I've been satisfied with canned beans—they're a great convenience food and really good for you. It's so simple to just open a can, rinse the beans, and add them to a recipe or salad.
While shopping last weekend, I finally decided to take the plunge and make dried beans instead of canned. I chose black beans, because they're one of my favorites and I could imagine using a whole batch in just a few days.
I was getting ready to soak the beans before going to bed Monday night. Just for good measure, I checked with the old standby, The Joy of Cooking, which suggested that black beans don't need to be soaked at all. Apparently, soaking them only eliminates a tiny portion of the gas-causing sugars.
So I went to bed and left the bean-making for yesterday.

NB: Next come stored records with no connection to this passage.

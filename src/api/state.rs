use std::sync::Arc;

use serde_json::Value;
use tokio::sync::RwLock;

use crate::config::FlowGnnConfig;
use crate::storage::Pool;
use crate::trainer::TrainerHandle;

#[derive(Clone)]
pub struct AppState {
    pub pool: Pool,
    pub trainer: TrainerHandle,
    /// Model and batch settings for on-demand classification.
    pub config: Arc<FlowGnnConfig>,
    /// Most recent OTLP export body, served back by `/v1/trace-example`.
    pub last_payload: Arc<RwLock<Option<Value>>>,
}

impl AppState {
    pub fn new(pool: Pool, trainer: TrainerHandle, config: FlowGnnConfig) -> Self {
        Self {
            pool,
            trainer,
            config: Arc::new(config),
            last_payload: Arc::new(RwLock::new(None)),
        }
    }
}
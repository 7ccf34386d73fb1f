//! k-nearest-neighbour similarity graph over a feature matrix.

use std::collections::BTreeSet;

use ndarray::{ArrayView1, ArrayView2};
use rayon::prelude::*;

use super::EdgeIndex;

/// Connect every row to its `k` nearest rows by Euclidean distance, counting
/// the row itself as one of them, then make the graph undirected.
///
/// `k` is clamped to the number of rows. Ties break on the lower row index.
/// The result is deduplicated and sorted by (source, target).
pub fn knn_graph(x: ArrayView2<'_, f32>, k: usize) -> EdgeIndex {
    let n = x.nrows();
    if n == 0 || k == 0 {
        return EdgeIndex::new();
    }
    let k = k.min(n);

    let neighbours: Vec<Vec<usize>> = (0..n)
        .into_par_iter()
        .map(|i| {
            let row = x.row(i);
            let mut others: Vec<(f32, usize)> = (0..n)
                .filter(|&j| j != i)
                .map(|j| (squared_distance(row, x.row(j)), j))
                .collect();
            others.sort_by(|a, b| a.0.total_cmp(&b.0).then(a.1.cmp(&b.1)));

            std::iter::once(i)
                .chain(others.into_iter().take(k - 1).map(|(_, j)| j))
                .collect()
        })
        .collect();

    let mut pairs = BTreeSet::new();
    for (i, row) in neighbours.iter().enumerate() {
        for &j in row {
            pairs.insert((i, j));
            pairs.insert((j, i));
        }
    }
    pairs.into_iter().collect()
}

fn squared_distance(a: ArrayView1<'_, f32>, b: ArrayView1<'_, f32>) -> f32 {
    a.iter().zip(b.iter()).map(|(p, q)| (p - q) * (p - q)).sum()
}

#[cfg(test)]
mod tests {
    use super::*;
    use ndarray::array;

    #[test]
    fn test_two_clusters() {
        let x = array![[0.0f32], [1.0], [10.0], [11.0]];
        let edges = knn_graph(x.view(), 2);
        let pairs: Vec<(usize, usize)> = edges.iter().collect();
        assert_eq!(
            pairs,
            vec![(0, 0), (0, 1), (1, 0), (1, 1), (2, 2), (2, 3), (3, 2), (3, 3)]
        );
    }

    #[test]
    fn test_result_is_symmetric() {
        // 3 is nearest to 2, but 2 has 1 as its only other neighbour.
        let x = array![[0.0f32, 0.0], [1.0, 0.0], [2.0, 0.0], [3.5, 0.0]];
        let edges = knn_graph(x.view(), 2);
        let pairs: BTreeSet<(usize, usize)> = edges.iter().collect();
        for &(s, t) in &pairs {
            assert!(pairs.contains(&(t, s)), "missing reverse of {s}->{t}");
        }
        assert!(pairs.contains(&(2, 3)));
    }

    #[test]
    fn test_k_clamped_to_rows() {
        let x = array![[0.0f32], [1.0], [2.0]];
        assert_eq!(knn_graph(x.view(), 50).len(), 9);
    }

    #[test]
    fn test_empty_input() {
        let x = ndarray::Array2::<f32>::zeros((0, 3));
        assert!(knn_graph(x.view(), 5).is_empty());
    }

    #[test]
    fn test_k_one_is_self_loops_only() {
        let x = array![[0.0f32], [5.0]];
        let pairs: Vec<(usize, usize)> = knn_graph(x.view(), 1).iter().collect();
        assert_eq!(pairs, vec![(0, 0), (1, 1)]);
    }
}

After picking over and rinsing the beans, I just boiled them with a chopped onion and jalapeno, adding salt and pepper when they were almost done.
And the results?
Holy crap! My black beans are actually black! I've always hated how my black beans turn out brown after I cook them out of a can with other ingredients. Seeing perfectly black black beans in restaurants was frustrating.
Who knew all it would take was a super-simple method of cooking dried beans? OK, probably a lot of people, but whoa—I am so happy with these. They're prettier, have a firmer bite and taste better than their canned counterparts.
The only sad thing is that the process stained my favorite pot. It's enameled cast-iron, and its creamy interior has been stained before. I think the blue-black ring should come out with further cooking or a good baking soda scrubbing.
I am definitely going to be using dried beans more often. They're much easier to use than I thought, not to mention delicious.